Method for evaluating signal-to-noise ratio of magnetic resonance scanning image

Technical Field

The invention belongs to the field of magnetic resonance, and particularly relates to a technology for evaluating the signal-to-noise ratio of a magnetic resonance scanning image.

Background

The image signal-to-noise ratio is an important index of the performance of a medical magnetic resonance system, is a quantitative index for technical judgment of the admission authentication of magnetic resonance equipment by various authentication organizations, and is a method basis for providing self-evaluation of the performance, particularly the performance of a coil, by a magnetic resonance manufacturer.

NEMA sets forth a series of criteria for magnetic resonance imaging, among which are the magnetic resonance imaging signal-to-noise ratio criteria NEMA MS1-2008, NEMA MS 6-2008, NEMA MS 9-2008, which operate on single channel body coils, single channel non-body coils (so-called "surface coils"), and phased array coils, respectively. The standard defines methods for evaluating magnetic resonance image signal-to-noise ratio imaging conditions and measuring the signal-to-noise ratio. The steps of measuring the signal-to-noise ratio all need to go through the following two steps:

in a first step, an image signal is determined. Performing a signal image scan must be performed according to standard-specified conditions, but allows for calibration of system parameters as in a conventional diagnostic scan. After scanning to obtain an image, the pixel value of a region of interest (MROI) is measured on average to obtain the image signal size.

And secondly, determining the noise size.

The ROI is generally selected from a water model area of an image or from 4 corners of a two-dimensional image, but the prior publication does not describe the precise quantification of the ROI selection process and method; .

Although the existing NEMA standard provides for the measurement of the signal-to-noise ratio of a multi-channel coil, the existing NEMA standard only adopts an evaluation method of a single-channel coil and does not provide for the multi-channel coil to be suitable for the characteristics of the multi-channel coil. With the development of multi-channel coils, the NEMA standard for the characteristics of multi-channel coils is urgently needed to be perfected.

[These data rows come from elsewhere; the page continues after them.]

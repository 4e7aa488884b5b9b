// src/error.rs

use axum::{
    Json,
    extract::rejection::{JsonRejection, PathRejection},
    http::StatusCode,
    response::{IntoResponse, Response},
};
use serde_json::json;
use std::fmt;

/// Global Application Error Enum.
/// Centralizes error handling and mapping to HTTP responses.
#[derive(Debug, Clone, PartialEq, Eq)]
pub enum AppError {
    // 500 Internal Server Error
    InternalServerError(String),

    // 400 Bad Request (malformed body, failed validation)
    BadRequest(String),

    // 400 Bad Request, parameters out of range
    InvalidInput(String),

    // 400 Bad Request, attempt or quiz not in the required lifecycle state
    InvalidState(String),

    // 401 Unauthorized
    AuthError(String),

    // 404 Not Found (also used when the resource belongs to another user)
    NotFound(String),

    // 409 Conflict (e.g., duplicate username)
    Conflict(String),
}

impl AppError {
    /// Machine-stable reason sent alongside the message.
    pub fn code(&self) -> &'static str {
        match self {
            AppError::InternalServerError(_) => "internal",
            AppError::BadRequest(_) => "bad_request",
            AppError::InvalidInput(_) => "invalid_input",
            AppError::InvalidState(_) => "invalid_state",
            AppError::AuthError(_) => "unauthorized",
            AppError::NotFound(_) => "not_found",
            AppError::Conflict(_) => "conflict",
        }
    }
}

impl fmt::Display for AppError {
    fn fmt(&self, f: &mut fmt::Formatter<'_>) -> fmt::Result {
        write!(f, "{:?}", self)
    }
}

impl std::error::Error for AppError {}

/// Implements `IntoResponse` for `AppError`.
/// Converts the error into a JSON response with appropriate HTTP status code.
impl IntoResponse for AppError {
    fn into_response(self) -> Response {
        let code = self.code();
        let (status, error_message) = match self {
            AppError::InternalServerError(msg) => {
                tracing::error!("Internal Server Error: {}", msg);
                (
                    StatusCode::INTERNAL_SERVER_ERROR,
                    "Internal Server Error".to_string(),
                )
            }
            AppError::BadRequest(msg) => (StatusCode::BAD_REQUEST, msg),
            AppError::InvalidInput(msg) => (StatusCode::BAD_REQUEST, msg),
            AppError::InvalidState(msg) => {
                tracing::warn!("Rejected state transition: {}", msg);
                (StatusCode::BAD_REQUEST, msg)
            }
            AppError::AuthError(msg) => (StatusCode::UNAUTHORIZED, msg),
            AppError::NotFound(msg) => (StatusCode::NOT_FOUND, msg),
            AppError::Conflict(msg) => (StatusCode::CONFLICT, msg),
        };
        let body = Json(json!({
            "error": error_message,
            "code": code,
        }));

        (status, body).into_response()
    }
}

/// Converts `sqlx::Error` into `AppError::InternalServerError`.
/// Allows using `?` operator on database queries.
impl From<sqlx::Error> for AppError {
    fn from(err: sqlx::Error) -> Self {
        AppError::InternalServerError(err.to_string())
    }
}

impl From<serde_json::Error> for AppError {
    fn from(err: serde_json::Error) -> Self {
        AppError::BadRequest(err.to_string())
    }
}

impl From<validator::ValidationErrors> for AppError {
    fn from(err: validator::ValidationErrors) -> Self {
        AppError::BadRequest(err.to_string())
    }
}

/// Undecodable bodies (bad JSON, wrong field types, missing content type).
impl From<JsonRejection> for AppError {
    fn from(rejection: JsonRejection) -> Self {
        AppError::InvalidInput(rejection.body_text())
    }
}

/// Path segments that do not parse (e.g. a non-numeric id).
impl From<PathRejection> for AppError {
    fn from(rejection: PathRejection) -> Self {
        AppError::InvalidInput(rejection.body_text())
    }
}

The patent CN 110693498A "multi-core magnetic resonance system lung gas imaging signal-to-noise ratio/uniformity testing apparatus" discloses a multi-core magnetic resonance system lung gas imaging signal-to-noise ratio/uniformity testing apparatus, which includes a human body lung imaging coil, a human body lung hyperpolarized gas imaging signal-to-noise ratio/uniformity testing mold body, and a ring-cylindrical human body lung loading mold body sleeved outside the human body lung hyperpolarized gas imaging signal-to-noise ratio/uniformity testing mold body, wherein the human body lung imaging coil is arranged outside the human body lung loading mold body, and the human body lung hyperpolarized gas imaging signal-to-noise ratio/uniformity testing mold body includes an air chamber housing and an air bag arranged in the air chamber housing. The invention adopts hyperpolarized gas as imaging medium, which is closer to the actual situation of lung magnetic resonance imaging; the hyperpolarized gas in the human lung hyperpolarized gas imaging signal-to-noise ratio/uniformity testing model is fast in diffusion, and the imaging signal is strong and stable; a complex vacuumizing device is not needed, and the air suction and inflation operations are simple and convenient; the human lung imaging coil is effectively loaded by matching with a human lung loading mold body. However, the patent does not relate to the imaging image ROI selection and the calculation process of SNR of the water model ROI area of derivative scanning.

Disclosure of Invention

The invention provides an evaluation method for the signal-to-noise ratio of a magnetic resonance scanning image, which aims to solve the problem that the prior art lacks of effectively evaluating the signal-to-noise ratio of a synthesized image obtained by scanning a homogeneous water model by a multi-channel coil.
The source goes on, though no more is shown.